15.4.11

Léxico: «enxugo»

Alta engenharia

      Nunca tinha visto a palavra «enxugo», e muito menos suspeitava que pudesse substituir — e com vantagem, pois é bem nossa — o vocábulo «drenagem», que vem do francês drainage. O contexto em que a li referia-se às obras que D. Dinis mandou fazer no paul do Ulmar. Recuamos século e meio e encontramos isto: «O enxugo dos pantanos exige de ordinario, para se effectuar, o emprego de custosas obras, de grossos capitaes, e emfim de todos os recursos da alta engenharia agricola, quer para dar sahida ás aguas accumuladas, quer para prevenir o ajuntamento de outras» (O Archivo Rural — Jornal de Agricultura, Artes e Sciencias Correlativas, n.º 1, I ano, Maio, 1858, p. 309). Na Enciclopédia Portuguesa e Brasileira, leio que foi Fr. Martinho, monge de Alcobaça e esmoler-mor de D. Dinis, que, a mando real, realizou esses importantes trabalhos de enxugo no paul do Ulmar. Não deviam os dicionários fazer remissões mútuas nos verbetes «enxugo» e «drenagem»? 

[Post 4692]

4 comentários:

Anónimo disse...

Alta escrita, e... enxuta! Espelhem-se os escrevinhadores e periodiqueiros das folhas e revistas — literárias — de hoje nas — rurais — de século e meio.
— Montexto

Anónimo disse...

Note que "drenagem" cobre hoje muitas técnicas de áreas tão diversas como as engenharias e a medicina. "Enxugar um pântano" parece-me bem, mas "enxugar uma bomba hidráulica" ou "enxugar um abcesso" já me parece descabido.

É um dos problemas das fontes antigas: não contemplam o saber moderno, sendo por isso limitadas.

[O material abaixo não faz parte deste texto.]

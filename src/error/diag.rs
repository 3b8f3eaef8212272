use std::fmt::Write;

use crate::source::{Source, Span};

/// Severity of a diagnostic message.
#[derive(Debug, Clone, Copy, PartialEq, Eq)]
pub enum DiagKind {
    /// A hard error; parsing stops after the first one.
    Error,
    /// A warning; currently unused by the parser but part of the
    /// handler contract.
    Warning,
}

impl DiagKind {
    /// The lowercase label used in rendered messages.
    #[must_use]
    pub const fn label(self) -> &'static str {
        match self {
            Self::Error => "error",
            Self::Warning => "warning",
        }
    }
}

/// A sink for compile-time diagnostics.
///
/// The parser reports every lexical and syntactic problem through a
/// handler together with the exact source span. The default handler
/// renders to stderr; tests plug in [`CollectingHandler`] to capture
/// structured text instead.
pub trait DiagHandler {
    /// Reports one diagnostic.
    fn report(&mut self, source: &Source, kind: DiagKind, span: Span, message: &str);
}

/// Renders a diagnostic in the standard three-line format.
///
/// The first line is `filename:line:col: kind: message`. When the
/// offending line is not empty it is echoed verbatim, followed by a
/// caret strip starting at the diagnostic's column. The strip is as
/// wide as the span, clamped to a single caret when the span is empty
/// or runs past the end of the line (as the comment-absorbed `NEWLINE`
/// token does).
#[must_use]
pub fn render(source: &Source, kind: DiagKind, span: Span, message: &str) -> String {
    let line = source.line_number(span.start);
    let line_start = source.line_start(line);
    let column = span.start - line_start + 1;

    let mut out = String::new();
    let _ = writeln!(out,
                     "{}:{}:{}: {}: {}",
                     source.filename(),
                     line,
                     column,
                     kind.label(),
                     message);

    let line_end = source.line_end(line);
    if line_start == line_end {
        return out;
    }
    let _ = writeln!(out, "{}", source.slice(Span::new(line_start, line_end)));

    let mut length = span.len();
    if length == 0 || span.end > line_end {
        length = 1;
    }
    let _ = writeln!(out, "{}{}", " ".repeat(column - 1), "^".repeat(length));
    out
}

/// The default handler: renders each diagnostic to stderr.
pub struct StderrHandler;

impl DiagHandler for StderrHandler {
    fn report(&mut self, source: &Source, kind: DiagKind, span: Span, message: &str) {
        eprint!("{}", render(source, kind, span, message));
    }
}

/// A handler that records diagnostics as `kind: line:col-len: message`
/// strings, one per report. Used by tests to assert exact positions.
#[derive(Debug, Default)]
pub struct CollectingHandler {
    /// The recorded diagnostics, in report order.
    pub messages: Vec<String>,
}

impl CollectingHandler {
    /// Creates an empty handler.
    #[must_use]
    pub fn new() -> Self {
        Self::default()
    }
}

impl DiagHandler for CollectingHandler {
    fn report(&mut self, source: &Source, kind: DiagKind, span: Span, message: &str) {
        let line = source.line_number(span.start);
        let column = span.start - source.line_start(line) + 1;
        self.messages
            .push(format!("{}: {}:{}-{}: {}", kind.label(), line, column, span.len(), message));
    }
}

Além do mais, noto que o Helder tem, ultimamente, desenvolvido uma certa aversão aos galicismos. Há alguma razão em particular? São-nos úteis e muitos deles já estão consagrados há tanto tempo, que não vejo necessidade nem sentido em querer agora aboli-los e substitui-los por soluções por vezes rebuscadas. A nossa língua e a nossa cultura são mestiças por natureza, tantas foram as culturas e as línguas que a influenciaram. Aceitemos esse facto e dirijamos os nossos esforços para o combate a estrangeirismos perfeitamente desnecessários que conspurcam realmente a nossa língua. Ultimamente tem sido uma avalanche de “ratings” que até enjoa. Parece que ninguém sabe dizer “notação financeira”. Isso sim, choca-me.

Anónimo disse...

«Enxugo» podia perfeitamente «cobrir» todas as técnicas de todas as áreas, e, se não cobre, é porque ao princípio se procedeu com ele como agora se está a fazer com ratings e quejandos. E, se hoje se continuar a fazer com ratings e quejandos o que outrora se fez com «drenagem», daqui a uns anos quem respingar contra «ratings» e que tais prepare-se para encaixar a mesma censura que o anónimo acaba de fazer a quem se atreve — só — a lembrar a voz lídima que podia ter levado a palma à franduleira que a desbancou.
De uma coisa pode o Lusíada, coitado, ter a certeza: não precisa de ajudar o barbarismo a vingar nesta terra, onde nasce quase de geração espontânea e pega logo de estaca.
— Montexto

Anónimo disse...

Curiosidade: acabei de ler em linha nas Lições de Linguagem do Sr. Cândido de Figueiredo, de José Leite de Vasconcelos, que em 1889 o brasileiro Castro Lopes queria que em vez de «drainage» se dissesse «haurinxugo» (se deletreei bem). Que pena o homem não ter lido o Archivo Rural!